Count the lines in the records below that contain the word "TimerId", and give only that number.
• • • •
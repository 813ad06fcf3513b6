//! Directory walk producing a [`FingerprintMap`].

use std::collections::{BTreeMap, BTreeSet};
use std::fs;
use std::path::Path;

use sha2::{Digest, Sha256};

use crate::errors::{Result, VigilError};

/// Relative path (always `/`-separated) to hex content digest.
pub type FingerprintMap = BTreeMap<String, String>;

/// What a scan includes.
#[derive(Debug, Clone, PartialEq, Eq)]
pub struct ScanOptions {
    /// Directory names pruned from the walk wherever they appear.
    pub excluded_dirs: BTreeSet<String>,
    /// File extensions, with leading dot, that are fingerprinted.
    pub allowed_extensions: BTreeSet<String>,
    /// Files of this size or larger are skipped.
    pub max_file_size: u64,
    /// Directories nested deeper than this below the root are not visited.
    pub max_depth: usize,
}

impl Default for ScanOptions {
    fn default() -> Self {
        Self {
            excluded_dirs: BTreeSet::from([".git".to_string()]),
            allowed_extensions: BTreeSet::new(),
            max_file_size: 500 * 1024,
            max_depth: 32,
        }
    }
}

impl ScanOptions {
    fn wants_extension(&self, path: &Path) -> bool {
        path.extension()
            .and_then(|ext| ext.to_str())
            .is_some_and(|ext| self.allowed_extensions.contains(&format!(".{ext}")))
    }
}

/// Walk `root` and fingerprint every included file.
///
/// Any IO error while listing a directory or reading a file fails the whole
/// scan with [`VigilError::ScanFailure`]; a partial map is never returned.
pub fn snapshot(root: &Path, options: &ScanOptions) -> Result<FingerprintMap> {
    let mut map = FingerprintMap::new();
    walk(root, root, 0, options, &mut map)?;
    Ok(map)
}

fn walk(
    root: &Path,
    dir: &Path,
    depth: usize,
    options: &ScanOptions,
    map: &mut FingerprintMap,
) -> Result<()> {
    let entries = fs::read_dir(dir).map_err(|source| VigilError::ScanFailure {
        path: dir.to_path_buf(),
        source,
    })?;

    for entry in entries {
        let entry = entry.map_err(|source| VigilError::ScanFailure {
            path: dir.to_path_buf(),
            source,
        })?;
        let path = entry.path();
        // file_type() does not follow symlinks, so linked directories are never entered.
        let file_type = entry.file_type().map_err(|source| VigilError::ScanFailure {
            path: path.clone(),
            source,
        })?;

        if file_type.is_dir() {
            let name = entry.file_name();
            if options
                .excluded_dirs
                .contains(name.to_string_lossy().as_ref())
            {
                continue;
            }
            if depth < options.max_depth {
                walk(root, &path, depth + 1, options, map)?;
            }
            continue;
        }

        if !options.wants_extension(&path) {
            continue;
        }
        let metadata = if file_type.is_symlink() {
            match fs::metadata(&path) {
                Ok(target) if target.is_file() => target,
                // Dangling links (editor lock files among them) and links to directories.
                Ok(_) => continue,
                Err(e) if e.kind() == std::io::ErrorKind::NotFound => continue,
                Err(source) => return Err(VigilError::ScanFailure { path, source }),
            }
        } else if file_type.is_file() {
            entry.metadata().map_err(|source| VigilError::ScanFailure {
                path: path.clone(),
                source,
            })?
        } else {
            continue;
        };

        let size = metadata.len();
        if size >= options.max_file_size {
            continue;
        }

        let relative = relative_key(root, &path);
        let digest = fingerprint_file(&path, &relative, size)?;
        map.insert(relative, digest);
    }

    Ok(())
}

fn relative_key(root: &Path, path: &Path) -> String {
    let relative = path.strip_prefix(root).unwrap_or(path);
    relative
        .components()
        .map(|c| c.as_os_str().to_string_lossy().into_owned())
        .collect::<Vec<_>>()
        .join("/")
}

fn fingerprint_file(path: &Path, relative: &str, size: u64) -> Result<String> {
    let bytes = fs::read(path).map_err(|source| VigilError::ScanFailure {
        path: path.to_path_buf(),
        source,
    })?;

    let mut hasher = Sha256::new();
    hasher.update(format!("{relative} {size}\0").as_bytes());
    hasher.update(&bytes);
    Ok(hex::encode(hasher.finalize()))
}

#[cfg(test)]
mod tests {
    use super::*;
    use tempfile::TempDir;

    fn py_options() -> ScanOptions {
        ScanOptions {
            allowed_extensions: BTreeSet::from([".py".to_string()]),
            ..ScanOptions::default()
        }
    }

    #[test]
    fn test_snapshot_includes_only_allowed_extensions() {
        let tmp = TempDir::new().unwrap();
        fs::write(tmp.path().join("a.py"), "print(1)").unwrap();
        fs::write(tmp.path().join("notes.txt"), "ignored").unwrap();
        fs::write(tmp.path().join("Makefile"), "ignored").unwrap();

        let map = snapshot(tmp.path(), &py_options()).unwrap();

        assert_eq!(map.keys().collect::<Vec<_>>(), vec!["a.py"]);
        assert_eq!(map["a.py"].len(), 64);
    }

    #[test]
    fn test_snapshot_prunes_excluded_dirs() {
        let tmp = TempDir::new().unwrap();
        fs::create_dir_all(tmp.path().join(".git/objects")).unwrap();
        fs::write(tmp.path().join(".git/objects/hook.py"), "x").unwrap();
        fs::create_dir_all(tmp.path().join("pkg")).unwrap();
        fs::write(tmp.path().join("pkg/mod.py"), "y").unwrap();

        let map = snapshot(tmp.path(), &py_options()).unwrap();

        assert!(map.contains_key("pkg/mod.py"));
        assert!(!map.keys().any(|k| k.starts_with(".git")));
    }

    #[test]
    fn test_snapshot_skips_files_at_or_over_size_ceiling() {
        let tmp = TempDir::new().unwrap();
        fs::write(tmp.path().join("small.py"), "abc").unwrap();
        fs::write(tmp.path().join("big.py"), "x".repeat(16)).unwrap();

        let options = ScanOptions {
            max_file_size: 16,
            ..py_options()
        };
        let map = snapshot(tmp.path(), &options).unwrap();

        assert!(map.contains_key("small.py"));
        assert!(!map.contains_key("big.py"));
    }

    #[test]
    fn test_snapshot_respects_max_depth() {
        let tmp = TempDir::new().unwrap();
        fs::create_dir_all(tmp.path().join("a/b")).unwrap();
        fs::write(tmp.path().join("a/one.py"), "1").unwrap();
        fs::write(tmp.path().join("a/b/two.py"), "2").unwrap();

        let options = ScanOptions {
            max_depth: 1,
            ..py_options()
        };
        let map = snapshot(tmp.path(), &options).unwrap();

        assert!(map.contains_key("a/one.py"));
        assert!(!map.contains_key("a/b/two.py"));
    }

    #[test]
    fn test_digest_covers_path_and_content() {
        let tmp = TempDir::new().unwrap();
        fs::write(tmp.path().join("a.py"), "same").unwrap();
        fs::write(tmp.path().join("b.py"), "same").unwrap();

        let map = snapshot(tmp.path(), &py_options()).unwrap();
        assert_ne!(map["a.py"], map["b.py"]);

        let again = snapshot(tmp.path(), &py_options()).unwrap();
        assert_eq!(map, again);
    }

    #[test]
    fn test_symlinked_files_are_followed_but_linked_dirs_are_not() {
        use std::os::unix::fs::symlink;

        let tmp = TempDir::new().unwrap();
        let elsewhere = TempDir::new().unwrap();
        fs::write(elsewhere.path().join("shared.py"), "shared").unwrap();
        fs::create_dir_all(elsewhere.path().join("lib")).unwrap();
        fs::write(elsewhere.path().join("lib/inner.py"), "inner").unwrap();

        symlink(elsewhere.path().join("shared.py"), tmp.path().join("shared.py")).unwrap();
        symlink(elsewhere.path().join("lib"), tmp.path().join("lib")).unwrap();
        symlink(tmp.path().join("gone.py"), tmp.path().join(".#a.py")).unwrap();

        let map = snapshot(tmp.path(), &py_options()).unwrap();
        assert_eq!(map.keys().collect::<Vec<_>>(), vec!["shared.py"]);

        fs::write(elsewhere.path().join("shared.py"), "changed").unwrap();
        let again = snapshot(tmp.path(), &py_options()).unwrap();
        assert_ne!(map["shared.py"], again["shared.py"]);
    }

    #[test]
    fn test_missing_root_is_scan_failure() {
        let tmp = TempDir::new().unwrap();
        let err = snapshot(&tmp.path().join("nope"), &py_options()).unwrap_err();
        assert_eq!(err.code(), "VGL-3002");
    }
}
• • • •
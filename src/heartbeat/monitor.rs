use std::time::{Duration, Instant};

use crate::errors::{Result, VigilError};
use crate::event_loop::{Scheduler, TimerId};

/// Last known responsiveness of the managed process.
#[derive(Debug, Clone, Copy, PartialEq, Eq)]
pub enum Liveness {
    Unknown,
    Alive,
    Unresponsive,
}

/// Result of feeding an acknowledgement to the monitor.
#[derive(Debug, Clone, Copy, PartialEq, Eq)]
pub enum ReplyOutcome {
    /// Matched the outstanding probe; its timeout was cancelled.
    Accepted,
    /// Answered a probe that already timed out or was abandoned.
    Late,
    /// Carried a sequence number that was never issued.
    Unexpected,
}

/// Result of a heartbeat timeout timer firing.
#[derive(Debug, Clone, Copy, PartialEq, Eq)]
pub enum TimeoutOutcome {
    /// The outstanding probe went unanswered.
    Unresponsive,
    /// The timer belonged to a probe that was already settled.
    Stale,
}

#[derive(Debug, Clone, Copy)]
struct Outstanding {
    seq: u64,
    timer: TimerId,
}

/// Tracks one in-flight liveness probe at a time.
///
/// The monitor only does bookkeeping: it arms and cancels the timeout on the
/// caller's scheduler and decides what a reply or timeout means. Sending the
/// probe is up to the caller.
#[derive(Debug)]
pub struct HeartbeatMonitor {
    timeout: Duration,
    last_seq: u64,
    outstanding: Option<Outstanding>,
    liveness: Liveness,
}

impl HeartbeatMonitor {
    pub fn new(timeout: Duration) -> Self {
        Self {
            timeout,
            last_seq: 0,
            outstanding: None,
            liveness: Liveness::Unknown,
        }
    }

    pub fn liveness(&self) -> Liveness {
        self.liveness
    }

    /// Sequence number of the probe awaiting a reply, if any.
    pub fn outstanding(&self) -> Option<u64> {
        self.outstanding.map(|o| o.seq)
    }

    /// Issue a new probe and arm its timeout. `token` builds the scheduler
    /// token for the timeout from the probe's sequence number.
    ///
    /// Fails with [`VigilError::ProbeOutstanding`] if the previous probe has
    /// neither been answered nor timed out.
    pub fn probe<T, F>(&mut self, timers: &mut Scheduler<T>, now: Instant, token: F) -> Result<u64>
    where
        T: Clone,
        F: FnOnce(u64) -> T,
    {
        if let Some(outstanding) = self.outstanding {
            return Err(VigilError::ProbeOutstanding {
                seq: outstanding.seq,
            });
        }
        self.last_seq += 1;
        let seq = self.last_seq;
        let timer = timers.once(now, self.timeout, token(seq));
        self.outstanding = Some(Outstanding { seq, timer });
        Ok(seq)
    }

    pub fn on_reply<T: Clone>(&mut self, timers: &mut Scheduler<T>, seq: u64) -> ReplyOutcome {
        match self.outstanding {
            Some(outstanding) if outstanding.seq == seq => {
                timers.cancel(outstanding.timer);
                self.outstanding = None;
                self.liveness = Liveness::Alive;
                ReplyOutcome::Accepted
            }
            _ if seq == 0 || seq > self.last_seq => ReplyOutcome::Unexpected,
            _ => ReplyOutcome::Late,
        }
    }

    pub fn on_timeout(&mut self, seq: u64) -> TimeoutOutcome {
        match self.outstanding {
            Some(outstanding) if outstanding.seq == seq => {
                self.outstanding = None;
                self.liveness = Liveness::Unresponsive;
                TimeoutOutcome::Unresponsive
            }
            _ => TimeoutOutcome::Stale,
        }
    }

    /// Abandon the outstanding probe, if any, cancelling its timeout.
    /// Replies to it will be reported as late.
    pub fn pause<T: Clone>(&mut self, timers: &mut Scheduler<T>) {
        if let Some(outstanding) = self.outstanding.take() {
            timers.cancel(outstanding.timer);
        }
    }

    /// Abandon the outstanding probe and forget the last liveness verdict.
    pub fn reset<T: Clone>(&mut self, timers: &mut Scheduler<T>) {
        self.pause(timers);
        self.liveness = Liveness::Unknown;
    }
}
• • • •
EXERCISE SOLUTION: 2